Les jours raccourcissent, la température fraîchit, les brumes matinales recouvrent les vallées encore verdoyantes de la Gascogne. Les étals des marchés se parent des couleurs de saison avec le raisin, les pommes, les châtaignes, les potirons et les cèpes. À n’en pas douter, l’automne est bien là… et les palombes arrivent !
Passent les palombes
En Gascogne, se concentrent tous les couloirs de migration du bel oiseau bleu. Sa chasse, traditionnelle depuis des générations, est attendue avec impatience et passion par des chasseurs amoureux de la nature.
Leur abri, la palombière, a été construit de longue date et entretenu avec soin. Une cabane centrale abrite quelques ustensiles et un mobilier rudimentaire.
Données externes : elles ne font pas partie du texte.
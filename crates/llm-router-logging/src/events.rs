use colored::Colorize;
use serde::{Deserialize, Serialize};
use std::fs::File;
use std::io::Write;
use std::path::Path;
use std::sync::Mutex;

/// Structured log events for one routing run. Attempt numbers are 1-based.
#[derive(Debug, Clone, PartialEq, Serialize, Deserialize)]
#[serde(tag = "event", rename_all = "snake_case")]
pub enum LogEvent {
    RunStarted {
        run_id: String,
        request: String,
        model: String,
        max_attempts: usize,
    },
    TaskClassified {
        task: String,
        raw_label: String,
    },
    /// Request fell outside the supported tasks; no generation happens
    RequestRefused {
        task: String,
    },
    GenerationStarted {
        attempt: usize,
        input_preview: String,
        with_feedback: bool,
    },
    GenerationCompleted {
        attempt: usize,
        solution_chars: usize,
        duration_secs: f64,
    },
    EvaluationStarted {
        attempt: usize,
    },
    EvaluationCompleted {
        attempt: usize,
        accepted: bool,
        feedback: String,
        duration_secs: f64,
    },
    RunCompleted {
        status: String,
        attempts: usize,
        duration_secs: f64,
    },
    MaxAttemptsReached {
        attempts: usize,
    },
    ErrorEncountered {
        attempt: usize,
        error: String,
    },
}

impl LogEvent {
    /// Add a timestamp to serialize with the event
    fn with_timestamp(&self) -> serde_json::Value {
        let mut value = serde_json::to_value(self).unwrap_or_default();
        if let Some(obj) = value.as_object_mut() {
            obj.insert(
                "timestamp".to_string(),
                serde_json::Value::String(chrono::Utc::now().to_rfc3339()),
            );
        }
        value
    }
}

/// Log output format
#[derive(Debug, Clone, Copy, Default, PartialEq, Eq)]
pub enum LogFormat {
    /// Human-readable format with colors and visual structure
    #[default]
    Pretty,
    /// JSON lines format for machine consumption
    Json,
    /// Compact single-line format
    Compact,
}

/// Logger for routing events - handles both console output and file logging
pub struct Logger {
    format: LogFormat,
    file_writer: Option<Mutex<File>>,
}

impl Logger {
    pub fn new(format: LogFormat) -> Self {
        Self {
            format,
            file_writer: None,
        }
    }

    /// Create a logger with file output in addition to console
    pub fn with_file(format: LogFormat, log_path: &Path) -> std::io::Result<Self> {
        if let Some(parent) = log_path.parent() {
            std::fs::create_dir_all(parent)?;
        }

        let file = std::fs::OpenOptions::new()
            .create(true)
            .append(true)
            .open(log_path)?;

        Ok(Self {
            format,
            file_writer: Some(Mutex::new(file)),
        })
    }

    pub fn log(&self, event: &LogEvent) {
        // File output is always JSON
        if let Some(ref writer) = self.file_writer {
            if let Ok(mut file) = writer.lock() {
                let json = event.with_timestamp();
                let _ = writeln!(file, "{}", json);
            }
        }

        match self.format {
            LogFormat::Json => self.log_json(event),
            LogFormat::Pretty => self.log_pretty(event),
            LogFormat::Compact => self.log_compact(event),
        }
    }

    fn log_json(&self, event: &LogEvent) {
        if let Ok(json) = serde_json::to_string(event) {
            let _ = writeln!(std::io::stderr(), "{}", json);
        }
    }

    fn log_pretty(&self, event: &LogEvent) {
        let mut stderr = std::io::stderr();
        match event {
            LogEvent::RunStarted {
                request, model, ..
            } => {
                let _ = writeln!(stderr);
                let _ = writeln!(
                    stderr,
                    "{}",
                    "╭─────────────────────────────────────────────────────────────────────╮"
                        .bright_blue()
                );
                let _ = writeln!(
                    stderr,
                    "{}  {}{}",
                    "│".bright_blue(),
                    "llm-router".bold().bright_white(),
                    " ".repeat(57) + &"│".bright_blue().to_string()
                );
                let _ = writeln!(
                    stderr,
                    "{}  {} {}",
                    "│".bright_blue(),
                    "Request:".dimmed(),
                    Self::truncate_with_padding(request, 59, 67).dimmed()
                );
                let _ = writeln!(
                    stderr,
                    "{}  {} {}",
                    "│".bright_blue(),
                    "Model:".dimmed(),
                    Self::truncate_with_padding(model, 61, 69).dimmed()
                );
                let _ = writeln!(
                    stderr,
                    "{}",
                    "╰─────────────────────────────────────────────────────────────────────╯"
                        .bright_blue()
                );
                let _ = writeln!(stderr);
            }
            LogEvent::TaskClassified { task, raw_label } => {
                let _ = writeln!(
                    stderr,
                    "  {} {} {} {}",
                    "▶".bright_cyan(),
                    "ROUTER".bright_cyan().bold(),
                    task.bold(),
                    format!("(oracle said \"{}\")", raw_label).dimmed()
                );
                let _ = writeln!(stderr);
            }
            LogEvent::RequestRefused { .. } => {
                let _ = writeln!(
                    stderr,
                    "    {} {}",
                    "⊘".bright_yellow(),
                    "Unsupported task, skipping generation".bright_yellow()
                );
            }
            LogEvent::GenerationStarted {
                attempt,
                with_feedback,
                ..
            } => {
                let attempt_text = format!("─ Attempt {} ", attempt);
                let padding = "─".repeat(67usize.saturating_sub(attempt_text.chars().count()));
                let _ = writeln!(
                    stderr,
                    "{}{}{}",
                    "┌".bright_blue(),
                    attempt_text.bright_blue().bold(),
                    padding.bright_blue()
                );
                let _ = writeln!(stderr);
                let _ = writeln!(
                    stderr,
                    "  {} {}{}",
                    "▶".bright_cyan(),
                    "GENERATOR".bright_cyan().bold(),
                    if *with_feedback {
                        " (with evaluator feedback)".dimmed().to_string()
                    } else {
                        String::new()
                    }
                );
            }
            LogEvent::GenerationCompleted {
                solution_chars,
                duration_secs,
                ..
            } => {
                let _ = writeln!(
                    stderr,
                    "    {} {} chars ({:.1}s)",
                    "✓".bright_green(),
                    solution_chars,
                    duration_secs
                );
                let _ = writeln!(stderr);
            }
            LogEvent::EvaluationStarted { .. } => {
                let _ = writeln!(
                    stderr,
                    "  {} {}",
                    "▶".bright_magenta(),
                    "EVALUATOR".bright_magenta().bold()
                );
            }
            LogEvent::EvaluationCompleted {
                accepted, feedback, ..
            } => {
                let verdict = if *accepted {
                    "✓ Accepted".bright_green().to_string()
                } else {
                    format!("→ Rejected: {}", feedback).bright_yellow().to_string()
                };
                let _ = writeln!(stderr, "    {}", verdict);
                let _ = writeln!(stderr);
                let _ = writeln!(
                    stderr,
                    "{}",
                    "└─────────────────────────────────────────────────────────────────────┘"
                        .bright_blue()
                );
                let _ = writeln!(stderr);
            }
            LogEvent::RunCompleted { .. } => {
                // Final result is printed by the caller
            }
            LogEvent::MaxAttemptsReached { attempts } => {
                let _ = writeln!(
                    stderr,
                    "{} Maximum attempts reached ({})",
                    "⚠".bright_yellow(),
                    attempts
                );
            }
            LogEvent::ErrorEncountered { attempt, error } => {
                let _ = writeln!(stderr);
                let _ = writeln!(
                    stderr,
                    "{} Error in attempt {}: {}",
                    "✗".bright_red(),
                    attempt,
                    error.bright_red()
                );
            }
        }
    }

    fn log_compact(&self, event: &LogEvent) {
        let mut stderr = std::io::stderr();
        let _ = writeln!(stderr, "{}", Self::compact_line(event));
    }

    fn compact_line(event: &LogEvent) -> String {
        let timestamp = chrono::Utc::now().format("%H:%M:%S");
        match event {
            LogEvent::RunStarted { run_id, .. } => format!("[{}] run:start {}", timestamp, run_id),
            LogEvent::TaskClassified { task, .. } => format!("[{}] route:{}", timestamp, task),
            LogEvent::RequestRefused { task } => format!("[{}] route:refused:{}", timestamp, task),
            LogEvent::GenerationStarted { attempt, .. } => {
                format!("[{}] generate:start:{}", timestamp, attempt)
            }
            LogEvent::GenerationCompleted {
                attempt,
                solution_chars,
                duration_secs,
            } => format!(
                "[{}] generate:done:{} {}c {:.1}s",
                timestamp, attempt, solution_chars, duration_secs
            ),
            LogEvent::EvaluationStarted { attempt } => {
                format!("[{}] evaluate:start:{}", timestamp, attempt)
            }
            LogEvent::EvaluationCompleted {
                attempt, accepted, ..
            } => format!(
                "[{}] evaluate:done:{} {}",
                timestamp,
                attempt,
                if *accepted { "yes" } else { "no" }
            ),
            LogEvent::RunCompleted {
                status,
                attempts,
                duration_secs,
            } => format!(
                "[{}] run:{}:{} {:.1}s",
                timestamp, status, attempts, duration_secs
            ),
            LogEvent::MaxAttemptsReached { attempts } => {
                format!("[{}] run:limit:{}", timestamp, attempts)
            }
            LogEvent::ErrorEncountered { attempt, error } => {
                format!("[{}] error:{}:{}", timestamp, attempt, error)
            }
        }
    }

    /// Truncate a string and pad to exact width
    fn truncate_with_padding(s: &str, max_len: usize, total_width: usize) -> String {
        let first_line = s.lines().next().unwrap_or_default();
        let truncated = if first_line.chars().count() > max_len {
            let head: String = first_line.chars().take(max_len - 3).collect();
            format!("{}...", head)
        } else {
            first_line.to_string()
        };

        let padding_needed = total_width.saturating_sub(truncated.chars().count() + 1);
        format!("{}{}│", truncated, " ".repeat(padding_needed))
    }
}

#[cfg(test)]
mod tests {
    use super::*;

    #[test]
    fn test_event_serializes_with_tag() {
        let event = LogEvent::EvaluationCompleted {
            attempt: 2,
            accepted: false,
            feedback: "too long".into(),
            duration_secs: 0.5,
        };
        let json = serde_json::to_value(&event).unwrap();
        assert_eq!(json["event"], "evaluation_completed");
        assert_eq!(json["attempt"], 2);
        assert_eq!(json["feedback"], "too long");
    }

    #[test]
    fn test_with_timestamp_adds_field() {
        let event = LogEvent::MaxAttemptsReached { attempts: 3 };
        let value = event.with_timestamp();
        assert!(value["timestamp"].is_string());
        assert_eq!(value["event"], "max_attempts_reached");
    }

    #[test]
    fn test_compact_line() {
        let line = Logger::compact_line(&LogEvent::EvaluationCompleted {
            attempt: 1,
            accepted: true,
            feedback: String::new(),
            duration_secs: 0.1,
        });
        assert!(line.ends_with("evaluate:done:1 yes"));
    }

    #[test]
    fn test_truncate_with_padding_is_char_safe() {
        let padded = Logger::truncate_with_padding("Übersetze: Guten Morgen", 10, 20);
        assert!(padded.starts_with("Überset..."));
        assert_eq!(padded.chars().count(), 20);
    }

    #[test]
    fn test_file_logger_appends_json_lines() {
        let dir = tempfile::TempDir::new().unwrap();
        let path = dir.path().join("logs").join("router.jsonl");
        let logger = Logger::with_file(LogFormat::Compact, &path).unwrap();

        logger.log(&LogEvent::EvaluationStarted { attempt: 1 });
        logger.log(&LogEvent::MaxAttemptsReached { attempts: 3 });

        let content = std::fs::read_to_string(&path).unwrap();
        let lines: Vec<&str> = content.lines().collect();
        assert_eq!(lines.len(), 2);
        let first: serde_json::Value = serde_json::from_str(lines[0]).unwrap();
        assert_eq!(first["event"], "evaluation_started");
    }
}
Le poste de commandement le jouquet est le quartier général du paloumayre d’où s’articulent des couloirs, habillés de fougères qui parcourent le sous-bois sur plusieurs centaines de mètres.
Grâce à un ingénieux système de cordes, d’installations mécaniques et de perchoirs, les appelants (pigeons domestiques ou palombes vivantes) sont montés à la cime des arbres. Déséquilibrés, leurs battements d’ailes imitent des oiseaux en train de se poser. Ces leurres vont attirer les palombes migratrices qui ont besoin, lors de leur long voyage, de se reposer, de boire et de manger.
Tout l’art du paloumayre réside dans le maniement de ses appeaux, de sa connaissance du vol, de la prise en compte du vent d’Autan, ce vent magique du Sud-Est qui longe la vallée de la Garonne et donne le signal de départ au phénomène migratoire.
À proximité d’une palombière, selon le code traditionnel, le visiteur doit siffler pour signaler son approche et attendre la permission d’avancer. Son occupant est peut-être en train de guetter un vol, d’essayer de le poser dans les arbres ou de le faire descendre au sol pour une capture au filet. Alors, chut, soyez discrets !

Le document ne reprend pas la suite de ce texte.